------ SUPPLIED MATERIAL ------

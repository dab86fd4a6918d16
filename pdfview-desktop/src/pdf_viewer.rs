use std::path::Path;
use std::time::Instant;

use anyhow::{Context, Result};
use iced::widget::image::Handle;
use pdfview_core::{ISize, Metadata, PdfViewer, PointF, Status, ViewerConfig};

use crate::input::Action;
use crate::renderer::PdfiumBackend;

/// The viewer plus what the window needs to show it: the last presented
/// frame and the clock of a running page slide.
pub struct PdfPane {
    viewer: PdfViewer<PdfiumBackend>,
    frame: Handle,
    slide_started: Option<Instant>,
}

impl PdfPane {
    pub fn new(backend: PdfiumBackend, config: ViewerConfig) -> Result<Self> {
        let viewer = PdfViewer::new(backend, config).context("Failed to create viewer")?;
        let mut pane = Self {
            viewer,
            frame: Handle::from_rgba(1, 1, vec![0, 0, 0, 0]),
            slide_started: None,
        };
        pane.refresh();
        Ok(pane)
    }

    pub fn open(&mut self, path: &Path) {
        match self.viewer.open(path) {
            Ok(metadata) => {
                tracing::info!(title = metadata.display_title(), "showing document");
            }
            Err(e) => {
                tracing::error!("Failed to open PDF: {}", e);
            }
        }
        self.refresh();
    }

    pub fn viewer(&self) -> &PdfViewer<PdfiumBackend> {
        &self.viewer
    }

    pub fn frame(&self) -> Handle {
        self.frame.clone()
    }

    pub fn file_name(&self) -> String {
        self.viewer
            .source()
            .and_then(|path| path.file_name())
            .and_then(|name| name.to_str())
            .unwrap_or("Untitled")
            .to_string()
    }

    /// Re-present and rebuild the displayed frame.
    pub fn refresh(&mut self) {
        let image = self.viewer.present_image();
        let (width, height) = image.dimensions();
        self.frame = Handle::from_rgba(width, height, image.into_raw());
    }

    pub fn resize(&mut self, viewport: ISize) {
        if viewport == self.viewer.viewport() {
            return;
        }
        if let Err(e) = self.viewer.resize(viewport) {
            tracing::error!("Failed to resize viewport: {}", e);
        }
        self.refresh();
    }

    /// Apply a view action. Quitting and the info panel belong to the window.
    pub fn apply(&mut self, action: Action) {
        let step = self.viewer.config().zoom_step;
        match action {
            Action::NextPage => self.viewer.next_page(),
            Action::PrevPage => self.viewer.prev_page(),
            Action::RotateClockwise => self.viewer.rotate_clockwise(),
            Action::RotateCounterClockwise => self.viewer.rotate_counter_clockwise(),
            Action::FitZoom => {
                let fit = self.viewer.fit_zoom();
                self.viewer.set_zoom(fit);
            }
            Action::CoverZoom => {
                let cover = self.viewer.cover_zoom();
                self.viewer.set_zoom(cover);
                let pan = self.viewer.cover_pan();
                self.viewer.set_pan(pan);
            }
            Action::ZoomIn => self.viewer.zoom_in(step),
            Action::ZoomOut => self.viewer.zoom_out(step),
            Action::Quit | Action::ToggleInfo => return,
        }
        self.refresh();
    }

    pub fn toggle_fit_cover(&mut self) {
        self.viewer.toggle_fit_cover();
        self.refresh();
    }

    pub fn begin_drag(&mut self) {
        self.viewer.begin_drag();
    }

    pub fn drag_by(&mut self, dx: f32, dy: f32) {
        self.viewer.drag_by(PointF::new(f64::from(dx), f64::from(dy)));
        self.refresh();
    }

    pub fn end_drag(&mut self, velocity: f64) {
        self.viewer.end_drag(velocity);
        if self.viewer.is_sliding() {
            self.slide_started = Some(Instant::now());
        }
        self.refresh();
    }

    pub fn is_sliding(&self) -> bool {
        self.viewer.is_sliding()
    }

    pub fn tick(&mut self, now: Instant) {
        let Some(started) = self.slide_started else {
            return;
        };
        let elapsed_ms = now.saturating_duration_since(started).as_secs_f64() * 1000.0;
        if !self.viewer.tick(elapsed_ms) {
            self.slide_started = None;
        }
        self.refresh();
    }

    pub fn status_line(&self) -> String {
        status_line(
            self.viewer.page_index(),
            self.viewer.page_count(),
            self.viewer.zoom() * self.viewer.state().fit_scale(),
            self.viewer.status(),
        )
    }

    pub fn info_rows(&self) -> Vec<(&'static str, String)> {
        info_rows(self.viewer.metadata(), &self.file_name())
    }
}

/// "Page 2 / 14 · 150% · Okay". The percentage is the rasterization scale.
pub fn status_line(page_index: Option<usize>, page_count: usize, scale: f64, status: Status) -> String {
    let page = match page_index {
        Some(index) if status == Status::Ok => format!("Page {} / {}", index + 1, page_count),
        _ => "Page - / -".to_string(),
    };
    format!("{page} · {}% · {status}", (scale * 100.0).round() as i64)
}

pub fn info_rows(metadata: &Metadata, file_name: &str) -> Vec<(&'static str, String)> {
    let date = |value: Option<String>| value.unwrap_or_else(|| "Unknown".to_string());
    vec![
        ("File", file_name.to_string()),
        ("Title", metadata.display_title().to_string()),
        ("Author", metadata.display_author().to_string()),
        ("Creator", metadata.creator.clone()),
        ("Created", date(metadata.creation_date.map(|d| d.to_string()))),
        ("Modified", date(metadata.modification_date.map(|d| d.to_string()))),
    ]
}
//! Document information dictionary values.

use chrono::{DateTime, FixedOffset, NaiveDate};

#[derive(Debug, Clone, Default, PartialEq)]
pub struct Metadata {
    pub title: String,
    pub author: String,
    pub creator: String,
    pub creation_date: Option<DateTime<FixedOffset>>,
    pub modification_date: Option<DateTime<FixedOffset>>,
}

impl Metadata {
    pub fn display_title(&self) -> &str {
        if self.title.trim().is_empty() {
            "No title specified"
        } else {
            &self.title
        }
    }

    pub fn display_author(&self) -> &str {
        if self.author.trim().is_empty() {
            "No Author specified"
        } else {
            &self.author
        }
    }
}

/// Parse a PDF date string such as `D:20230415103000+02'00'`.
///
/// Every field after the year is optional. A missing time zone is read as UTC.
pub fn parse_pdf_date(raw: &str) -> Option<DateTime<FixedOffset>> {
    let text = raw.trim();
    let text = text.strip_prefix("D:").unwrap_or(text);

    let digits_end = text
        .char_indices()
        .find(|(_, c)| !c.is_ascii_digit())
        .map_or(text.len(), |(i, _)| i);
    let (digits, zone) = text.split_at(digits_end);
    if digits.len() < 4 {
        return None;
    }

    let field = |start: usize, len: usize, default: u32| -> Option<u32> {
        match digits.get(start..start + len) {
            Some(part) => part.parse().ok(),
            None if digits.len() <= start => Some(default),
            None => None,
        }
    };

    let year: i32 = digits[0..4].parse().ok()?;
    let month = field(4, 2, 1)?;
    let day = field(6, 2, 1)?;
    let hour = field(8, 2, 0)?;
    let minute = field(10, 2, 0)?;
    let second = field(12, 2, 0)?;

    let offset = parse_zone(zone)?;
    NaiveDate::from_ymd_opt(year, month, day)?
        .and_hms_opt(hour, minute, second)?
        .and_local_timezone(offset)
        .single()
}

fn parse_zone(zone: &str) -> Option<FixedOffset> {
    let utc = FixedOffset::east_opt(0);
    let mut chars = zone.chars();
    let sign = match chars.next() {
        None | Some('Z') => return utc,
        Some('+') => 1,
        Some('-') => -1,
        Some(_) => return None,
    };

    let numbers: Vec<u32> = chars
        .as_str()
        .split('\'')
        .filter(|part| !part.is_empty())
        .map(|part| part.parse().ok())
        .collect::<Option<_>>()?;
    let hours = numbers.first().copied().unwrap_or(0);
    let minutes = numbers.get(1).copied().unwrap_or(0);
    if hours > 23 || minutes > 59 {
        return None;
    }
    FixedOffset::east_opt(sign * (hours * 3600 + minutes * 60) as i32)
}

------

■ THE TASK ■
Look above for the line holding "use iced::widget::image::Handle;". Print it and every line after it, exactly, through the line holding "let (width, height)".

■ EXERCISE RESULT ■
use iced::widget::image::Handle;
use pdfview_core::{ISize, Metadata, PdfViewer, PointF, Status, ViewerConfig};

use crate::input::Action;
use crate::renderer::PdfiumBackend;

/// The viewer plus what the window needs to show it: the last presented
/// frame and the clock of a running page slide.
pub struct PdfPane {
    viewer: PdfViewer<PdfiumBackend>,
    frame: Handle,
    slide_started: Option<Instant>,
}

impl PdfPane {
    pub fn new(backend: PdfiumBackend, config: ViewerConfig) -> Result<Self> {
        let viewer = PdfViewer::new(backend, config).context("Failed to create viewer")?;
        let mut pane = Self {
            viewer,
            frame: Handle::from_rgba(1, 1, vec![0, 0, 0, 0]),
            slide_started: None,
        };
        pane.refresh();
        Ok(pane)
    }

    pub fn open(&mut self, path: &Path) {
        match self.viewer.open(path) {
            Ok(metadata) => {
                tracing::info!(title = metadata.display_title(), "showing document");
            }
            Err(e) => {
                tracing::error!("Failed to open PDF: {}", e);
            }
        }
        self.refresh();
    }

    pub fn viewer(&self) -> &PdfViewer<PdfiumBackend> {
        &self.viewer
    }

    pub fn frame(&self) -> Handle {
        self.frame.clone()
    }

    pub fn file_name(&self) -> String {
        self.viewer
            .source()
            .and_then(|path| path.file_name())
            .and_then(|name| name.to_str())
            .unwrap_or("Untitled")
            .to_string()
    }

    /// Re-present and rebuild the displayed frame.
    pub fn refresh(&mut self) {
        let image = self.viewer.present_image();
        let (width, height) = image.dimensions();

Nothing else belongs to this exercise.